= Telecolor =

Defunct Cuban television station

Telecolor was a Cuban television channel founded by Gaspar Pumarejo (former owner of Unión Radio Televisión) and owned by president Fulgencio Batista. Touted as the world's first television station to broadcast a full-color line-up, it started operating in 1958. Following the nationalization of all television stations in Cuba in 1959, the station switched to a black and white operation before shutting down in 1960.

==History==
Pumarejo obtained a license in 1956 to operate on channel 12 in Havana, subsequently raising US$1 million to build what was going to be the first all-color television station in the entire world. At the time, television stations in the United States, where color television was already a reality for a few years, only had a limited number of color programs. During the setup, he traveled to New York, having talks with RCA engineer David Sarnoff.

The channel started airing test patterns in December 1957 and began broadcasting at 6am on 19 March 1958, from its facilities at the Havana Hilton and, as its name implied, it was the first in Cuba to broadcast in color (using the NTSC standard), becoming the second country in the world to have a regular color service (after the United States). At the time, Cuba only had 509 color television sets.

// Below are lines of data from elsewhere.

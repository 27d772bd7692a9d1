//! # dakota
//!
//! Dakota is a small, dynamically-typed scripting language for numeric and
//! matrix computation, with indentation-delimited blocks in the offside
//! style. This crate contains the complete language core: lexer, parser,
//! and tree-walking interpreter.

#![warn(
    clippy::redundant_clone,
    clippy::needless_pass_by_value,
    clippy::similar_names,
    clippy::large_enum_variant,
    clippy::string_lit_as_bytes,
    clippy::match_same_arms,
    clippy::cargo,
    clippy::nursery,
    clippy::perf,
    clippy::style,
    clippy::suspicious,
    clippy::correctness,
    clippy::complexity,
    clippy::pedantic,
)]
#![allow(clippy::missing_errors_doc)]

use std::io::Write;

use crate::{
    ast::Ast,
    error::{LexError, ParseError},
    interpreter::{
        evaluator::Interpreter,
        lexer::{Lexer, Token},
        parser::Parser,
    },
};

/// Defines the structure of parsed code.
///
/// This module declares the flat node arena and related types that
/// represent the syntactic structure of source code. The arena is built by
/// the parser and traversed by the evaluator; nodes reference each other by
/// index, and child lists are threaded through sibling links.
///
/// # Responsibilities
/// - Defines node kinds and payloads for all language constructs.
/// - Stores interned identifier and string-literal text.
/// - Attaches originating-token indices to nodes for error reporting.
pub mod ast;
/// Provides unified error types for lexing, parsing and evaluation.
///
/// This module defines all errors that can be raised while processing
/// source code. It standardizes error reporting and carries detailed
/// information about failures, including error kinds, descriptions, and
/// source locations for debugging and user feedback.
///
/// # Responsibilities
/// - Defines error enums for all failure modes (lexer, parser, evaluator).
/// - Attaches line and column numbers where they are known.
/// - Supports integration with standard error handling traits and
///   reporting utilities.
pub mod error;
/// Orchestrates the entire process of code execution.
///
/// This module ties together lexing, parsing, evaluation, value
/// representations, environments, and error handling to provide a complete
/// runtime for source code execution. It exposes the building blocks the
/// crate-level entry points are assembled from.
///
/// # Responsibilities
/// - Coordinates all core components: lexer, parser, evaluator, and value
///   types.
/// - Provides entry points for tokenizing, parsing and executing user
///   code.
/// - Manages the flow of data and errors between phases.
pub mod interpreter;
/// General utilities for safe numeric conversion and helpers.
///
/// This module provides reusable helpers and conversion routines that are
/// used throughout the evaluator and the built-in functions.
///
/// # Responsibilities
/// - Safely convert between `i64` and `usize` without silent data loss.
pub mod util;

/// Tokenizes source text with the default lexer configuration.
///
/// # Errors
/// Returns a [`LexError`] for malformed indentation, unterminated strings,
/// or unknown characters.
pub fn tokenize(source: &str) -> Result<Vec<Token>, LexError> {
    Lexer::new().tokenize(source)
}

/// Parses a token stream into a syntax tree.
///
/// # Errors
/// Returns every [`ParseError`] recorded during the run; the parser
/// recovers at statement boundaries so multiple errors can be reported at
/// once.
pub fn parse(tokens: &[Token]) -> Result<Ast, Vec<ParseError>> {
    Parser::new(tokens).parse()
}

/// Runs a source string from start to finish.
///
/// This function tokenizes, parses and executes the provided source. When
/// parsing produces several errors only the first is returned; use
/// [`parse`] directly to collect all of them.
///
/// # Errors
/// Returns an error if lexing, parsing or any runtime operation fails.
///
/// # Examples
/// ```
/// use dakota::run_source;
///
/// // Simple program: assignment followed by arithmetic.
/// let res = run_source("x = 2 + 2\n");
/// assert!(res.is_ok());
///
/// // Example with an intentional error (unknown variable).
/// let res = run_source("y = x + 1\n"); // 'x' is not defined
/// assert!(res.is_err());
/// ```
pub fn run_source(source: &str) -> Result<(), Box<dyn std::error::Error>> {
    run_source_with_output(source, &mut std::io::stdout())
}

/// Runs a source string, sending everything the program prints to
/// `output`.
///
/// # Errors
/// Returns an error if lexing, parsing or any runtime operation fails.
pub fn run_source_with_output(source: &str,
                              output: &mut dyn Write)
                              -> Result<(), Box<dyn std::error::Error>> {
    let tokens = tokenize(source)?;

    let ast = match parse(&tokens) {
        Ok(ast) => ast,
        Err(errors) => {
            let first = errors.into_iter()
                              .next()
                              .unwrap_or(ParseError::UnexpectedEndOfInput { line:   0,
                                                                            column: 0, });
            return Err(Box::new(first));
        },
    };

    let mut interpreter = Interpreter::with_output(&ast, Box::new(output));
    interpreter.interpret()?;
    Ok(())
}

Even with his intentions of making it the first full-color television station in the world, its programming was perceived as being amateurish, with constant problems in sound and transmission; however, Telecolor received praise for its news and current affairs programs, as well as feature reports produced by its foreign correspondents in Miami, Madrid, New York and Mexico City.

At the time of the Cuban Revolution, Pumarejo was in the United States buying equipment for Telecolor. Upon returning, a series of rumors began circulating about his close connections to the Fulgencio Batista regime (Batista had just fled Cuba). A labor leader appeared on the station and criticized Pumarejo for the spreading of rumors; Pumarejo denied any collusion with Batista. In order to prevent criticism of the government, in late February 1959, Telecolor reduced its news operation and dismissed fifteen of its staff working for it, much to the anger of the Cuban Newspaper Guild. In early March, Pumarejo fled Cuba, and his companies (Telecolor, Escuela de Televisión, Hogar Club) were confiscated by the state. Subsequently, the Cuban government viewed color television as "an extravagance" and converted the station to a black and white operation.

The government named Gabriel Casanova Salum Nasser as its interventor, keeping its entertainment output, but also including programs against Pumarejo. Several staff at the station were angered at the decision; Casanova eventually fired most staff and implemented staff aligned to the communist regime. On 25 March 1960, the station was nationalized.

The Cuban Institute of Radio and Television later used Telecolor's equipment, in addition to some parts from the Soviet Union. It wasn't until the late 80s that the conversion to color TV was properly finished in Cuba.